São Paulo, 11 de agosto de 2017

A Câmara Municipal acima dos interesses políticos

Projetos do Executivo não devem receber tratamento especial do presidente da Casa Legislativa, afirma Covas

Recentemente, meu nome foi envolvido em um boato: o de que estaria contra o projeto de lei do Executivo que prevê as concessões e permissões de serviços, obras e bem públicos a serem realizados no Plano Municipal de Desestatização.

Isso não é verdade. Assim como também é falsa a ideia de que estou contra o governo João Doria, ao qual apoio desde o início e procuro colaborar sempre que possível. Acontece, porém, que não posso compactuar com uma ilegalidade promovida pelo presidente da Câmara Municipal em favor ao projeto citado.

Segundo o regimento interno da Casa Legislativa, todos os projetos que nela tramitam devem necessariamente passar pelo crivo da Comissão de Constituição e Justiça, da qual sou presidente.
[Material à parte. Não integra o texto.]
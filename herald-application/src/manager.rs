//! 事件管理器（EventManager）
//!
//! 一次性装配事件系统：事件存储、最近事件缓存、分发器、处理器注册表与重放器。
//! 持久化处理器与指标处理器以通配类型注册，且持久化处理器最先注册，
//! 保证业务处理器运行前事件已经落库。
//!
//! 启动后按配置周期执行健康检查：校验处理器注册并在出现失败事件时告警。
//!
use crate::error::{AppError, AppResult};
use crate::payloads::EventPayload;
use crate::standard_handlers::{LoggingEventHandler, MetricsEventHandler};
use async_trait::async_trait;
use bon::bon;
use herald_domain::event::Event;
use herald_domain::eventing::{
    DispatcherConfig, EventBus, EventDispatcher, EventHandler, HandlerId, HandlerRegistry,
    MetricsSnapshot, SubscriptionId, WILDCARD_EVENT_TYPE,
};
use herald_domain::persist::{
    EventStore, EventStoreConfig, InMemoryEventStore, InMemoryKeyValueStore, KeyValueStore,
    PersistentEventHandler, RecentCacheConfig, RecentEventCache, StoreDeliveryMarker,
};
use herald_domain::replay::EventReplayer;
use parking_lot::Mutex;
use serde::{Deserialize, Serialize};
use std::sync::Arc;
use std::time::Duration;
use tokio::sync::mpsc;
use tokio::task::JoinHandle;
use tokio::time::{self, MissedTickBehavior};
use tokio_util::sync::CancellationToken;
use tracing::{debug, info, warn};

const SYNC_WAITER_NAME: &str = "sync_publish_waiter";

/// 事件管理器配置
#[derive(Clone, Copy, Debug, PartialEq, Eq, Serialize, Deserialize)]
#[serde(default)]
pub struct EventManagerConfig {
    pub dispatcher: DispatcherConfig,
    pub store: EventStoreConfig,
    pub cache: RecentCacheConfig,
    /// 是否额外以通配类型注册日志处理器
    pub log_events: bool,
    pub enable_health_check: bool,
    #[serde(with = "herald_domain::serde_ext::duration_ms")]
    pub health_check_interval: Duration,
}

impl Default for EventManagerConfig {
    fn default() -> Self {
        Self {
            dispatcher: DispatcherConfig::default(),
            store: EventStoreConfig::default(),
            cache: RecentCacheConfig::default(),
            log_events: false,
            enable_health_check: true,
            health_check_interval: Duration::from_secs(30),
        }
    }
}

/// 一次健康检查的结果
#[derive(Debug, Clone, PartialEq, Serialize)]
pub struct HealthReport {
    /// 处理器校验失败的原因，校验通过时为空
    pub validation_error: Option<String>,
    pub published: u64,
    pub processed: u64,
    pub failed: u64,
    pub panicked: u64,
    /// failed / published，尚无发布时为 0
    pub failure_rate: f64,
    pub registered_handlers: usize,
}

impl HealthReport {
    pub fn is_healthy(&self) -> bool {
        self.validation_error.is_none() && self.failed == 0
    }
}

pub struct EventManager {
    config: EventManagerConfig,
    store: Arc<dyn EventStore>,
    cache: Option<RecentEventCache>,
    dispatcher: Arc<EventDispatcher>,
    registry: Arc<HandlerRegistry>,
    replayer: EventReplayer,
    metrics_handler: Arc<MetricsEventHandler>,
    token: CancellationToken,
    tasks: Mutex<Vec<JoinHandle<()>>>,
}

#[bon]
impl EventManager {
    /// 未指定存储时使用内存实现；未指定键值存储时使用内存键值存储
    #[builder]
    pub fn new(
        #[builder(default)] config: EventManagerConfig,
        store: Option<Arc<dyn EventStore>>,
        kv: Option<Arc<dyn KeyValueStore>>,
        #[builder(default = true)] enable_cache: bool,
    ) -> AppResult<Self> {
        let store =
            store.unwrap_or_else(|| Arc::new(InMemoryEventStore::new(config.store)) as Arc<dyn EventStore>);
        let cache = enable_cache.then(|| {
            let kv = kv.unwrap_or_else(|| Arc::new(InMemoryKeyValueStore::new()) as Arc<dyn KeyValueStore>);
            RecentEventCache::new(kv, config.cache)
        });

        let dispatcher = Arc::new(
            EventDispatcher::builder()
                .config(config.dispatcher)
                .marker(Arc::new(StoreDeliveryMarker::new(store.clone())))
                .build(),
        );
        let registry = Arc::new(HandlerRegistry::new(dispatcher.clone()));
        // 失败事件重放后的最终状态由分发器的投递结果落定
        let replayer = EventReplayer::new(store.clone(), dispatcher.clone()).settled_by_delivery();
        let metrics_handler = Arc::new(MetricsEventHandler::new());

        registry.register_handler(
            WILDCARD_EVENT_TYPE,
            Arc::new(PersistentEventHandler::new(store.clone(), cache.clone())),
            None,
            None,
        )?;
        registry.register_handler(WILDCARD_EVENT_TYPE, metrics_handler.clone(), None, None)?;
        if config.log_events {
            registry.register_handler(
                WILDCARD_EVENT_TYPE,
                Arc::new(LoggingEventHandler::default()),
                None,
                None,
            )?;
        }

        info!(
            queue_size = config.dispatcher.queue_size,
            worker_count = config.dispatcher.worker_count,
            cache_enabled = cache.is_some(),
            "event manager assembled"
        );

        Ok(Self {
            config,
            store,
            cache,
            dispatcher,
            registry,
            replayer,
            metrics_handler,
            token: CancellationToken::new(),
            tasks: Mutex::new(Vec::new()),
        })
    }
}

impl EventManager {
    /// 启动分发器工作者与健康检查任务（幂等）
    pub fn start(&self) {
        self.dispatcher.start();

        if !self.config.enable_health_check || self.token.is_cancelled() {
            return;
        }
        let interval = self.config.health_check_interval;
        if interval.is_zero() {
            warn!("health check interval is zero, health check disabled");
            return;
        }

        let mut tasks = self.tasks.lock();
        if !tasks.is_empty() {
            return;
        }
        let registry = self.registry.clone();
        let dispatcher = self.dispatcher.clone();
        tasks.push(spawn_periodic(self.token.clone(), interval, move || {
            log_health(&health_report(&registry, &dispatcher));
        }));
        info!(interval_ms = interval.as_millis() as u64, "event manager health check started");
    }

    pub fn publish(&self, event: Event) -> AppResult<()> {
        Ok(self.dispatcher.publish(event)?)
    }

    /// 发布并等待事件被分发到本次订阅的等待者，超时返回 `SyncTimeout`
    ///
    /// 等待者订阅在所有已有处理器之后，收到通知即说明此前的处理器都已被调用过。
    pub async fn publish_sync(&self, event: Event, timeout: Duration) -> AppResult<()> {
        if timeout.is_zero() {
            return Err(AppError::Validation(
                "sync publish timeout must be positive".to_string(),
            ));
        }

        let event_type = event.event_type().to_string();
        let event_id = event.event_id().to_string();
        let (done, mut finished) = mpsc::channel(1);
        let subscription = self.dispatcher.subscribe(
            &event_type,
            Arc::new(SyncWaiter {
                event_id: event_id.clone(),
                done,
            }),
        )?;

        let outcome = match self.dispatcher.publish(event) {
            Ok(()) => match time::timeout(timeout, finished.recv()).await {
                Ok(_) => Ok(()),
                Err(_) => Err(AppError::SyncTimeout { event_id, timeout }),
            },
            Err(err) => Err(err.into()),
        };

        if let Err(err) = self.dispatcher.unsubscribe(&event_type, subscription) {
            warn!(event_type = %event_type, error = %err, "failed to remove sync publish waiter");
        }
        outcome
    }

    /// 立即执行一次健康检查并输出日志
    pub fn perform_health_check(&self) -> HealthReport {
        let report = health_report(&self.registry, &self.dispatcher);
        log_health(&report);
        report
    }

    /// 发布强类型载荷，返回生成的事件 ID
    pub fn publish_payload<P: EventPayload>(&self, payload: &P) -> AppResult<String> {
        let event = payload.to_event()?;
        let event_id = event.event_id().to_string();
        self.dispatcher.publish(event)?;
        Ok(event_id)
    }

    /// 以注册表登记业务处理器
    pub fn register_handler(
        &self,
        event_type: &str,
        handler: Arc<dyn EventHandler>,
    ) -> AppResult<HandlerId> {
        Ok(self
            .registry
            .register_handler(event_type, handler, None, None)?)
    }

    /// 绕过注册表直接订阅
    pub fn subscribe(
        &self,
        event_type: &str,
        handler: Arc<dyn EventHandler>,
    ) -> AppResult<SubscriptionId> {
        Ok(self.dispatcher.subscribe(event_type, handler)?)
    }

    pub fn store(&self) -> &Arc<dyn EventStore> {
        &self.store
    }

    pub fn cache(&self) -> Option<&RecentEventCache> {
        self.cache.as_ref()
    }

    pub fn dispatcher(&self) -> &Arc<EventDispatcher> {
        &self.dispatcher
    }

    pub fn registry(&self) -> &HandlerRegistry {
        &self.registry
    }

    pub fn replayer(&self) -> &EventReplayer {
        &self.replayer
    }

    pub fn metrics_handler(&self) -> &Arc<MetricsEventHandler> {
        &self.metrics_handler
    }

    pub fn metrics(&self) -> MetricsSnapshot {
        self.dispatcher.metrics()
    }

    /// 停止健康检查，停止接收新事件并等待工作者退出
    pub async fn shutdown(&self) {
        self.token.cancel();
        let tasks: Vec<_> = self.tasks.lock().drain(..).collect();
        for task in tasks {
            if let Err(err) = task.await {
                warn!(error = %err, "health check task ended abnormally");
            }
        }

        self.dispatcher.shutdown().await;
        info!("event manager stopped");
    }
}

/// 只对指定事件 ID 发出完成通知
struct SyncWaiter {
    event_id: String,
    done: mpsc::Sender<()>,
}

#[async_trait]
impl EventHandler for SyncWaiter {
    fn handler_name(&self) -> &str {
        SYNC_WAITER_NAME
    }

    async fn handle(&self, event: &Event) -> anyhow::Result<()> {
        if event.event_id() == self.event_id {
            let _ = self.done.try_send(());
        }
        Ok(())
    }
}

fn health_report(registry: &HandlerRegistry, dispatcher: &EventDispatcher) -> HealthReport {
    let metrics = dispatcher.metrics();
    let failure_rate = if metrics.published == 0 {
        0.0
    } else {
        metrics.failed as f64 / metrics.published as f64
    };

    HealthReport {
        validation_error: registry.validate_handlers().err().map(|e| e.to_string()),
        published: metrics.published,
        processed: metrics.processed,
        failed: metrics.failed,
        panicked: metrics.panicked,
        failure_rate,
        registered_handlers: registry.handler_count(),
    }
}

fn log_health(report: &HealthReport) {
    if let Some(reason) = &report.validation_error {
        warn!(error = %reason, "handler validation errors found");
    }
    if report.failed > 0 {
        warn!(
            failed_events = report.failed,
            total_events = report.published,
            failure_rate = report.failure_rate,
            "event processing failures detected"
        );
    }
    debug!(
        published_events = report.published,
        processed_events = report.processed,
        failed_events = report.failed,
        handler_panics = report.panicked,
        registered_handlers = report.registered_handlers,
        "event manager health check completed"
    );
}

fn spawn_periodic<F>(token: CancellationToken, interval: Duration, mut f: F) -> JoinHandle<()>
where
    F: FnMut() + Send + 'static,
{
    tokio::spawn(async move {
        let mut ticker = time::interval(interval);
        ticker.set_missed_tick_behavior(MissedTickBehavior::Skip);
        // 首个 tick 立即完成，跳过它让第一次检查落在一个周期之后
        ticker.tick().await;

        loop {
            tokio::select! {
                _ = token.cancelled() => break,
                _ = ticker.tick() => f(),
            }
        }
    })
}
Cabe à CCJ analisar se o projeto é legal ou não, se não fere a Constituição e está de acordo com as regras do Legislativo.

 O presidente da Câmara, porém, insiste na atitude de impedir uma análise profunda e transparente da proposta do Plano Municipal de Desestatização. Em julho, o projeto foi votado ‘a toque de caixa’ pelos vereadores, sem um parecer prévio favorável da CCJ. Isso, vale sublinhar, é ilegal.

Em plenário, falei sobre a irregularidade do ato, destacando a necessidade de que a tramitação prevista no regimento interno fosse respeitada. Também afirmei que se não fosse assim, iria à Justiça. Como as pressões não cessaram, entrei com um mandado de segurança contra o presidente da Câmara a fim de fazer a lei prevalecer.

A sublinhar: tal atitude do presidente da Câmara não foi pontual. Esse comportamento é comum desde o começo do ano e anteriormente eu já havia feito outros alertas a respeito, inclusive entrando com uma questão de ordem.

Não sou contrário ao projeto do Plano Municipal de Desestatização, mas ele não pode ser conduzido como um trator, passando por cima da CCJ, do plenário e dos demais projetos. Tampouco deve receber um ‘tratamento especial’.

Fiz o que fiz para preservar a Câmara Municipal, a condição dos vereadores e a independência do Legislativo em relação ao Executivo.  A integridade da Câmara Municipal não pode ser posta em jogo por interesses políticos de ninguém.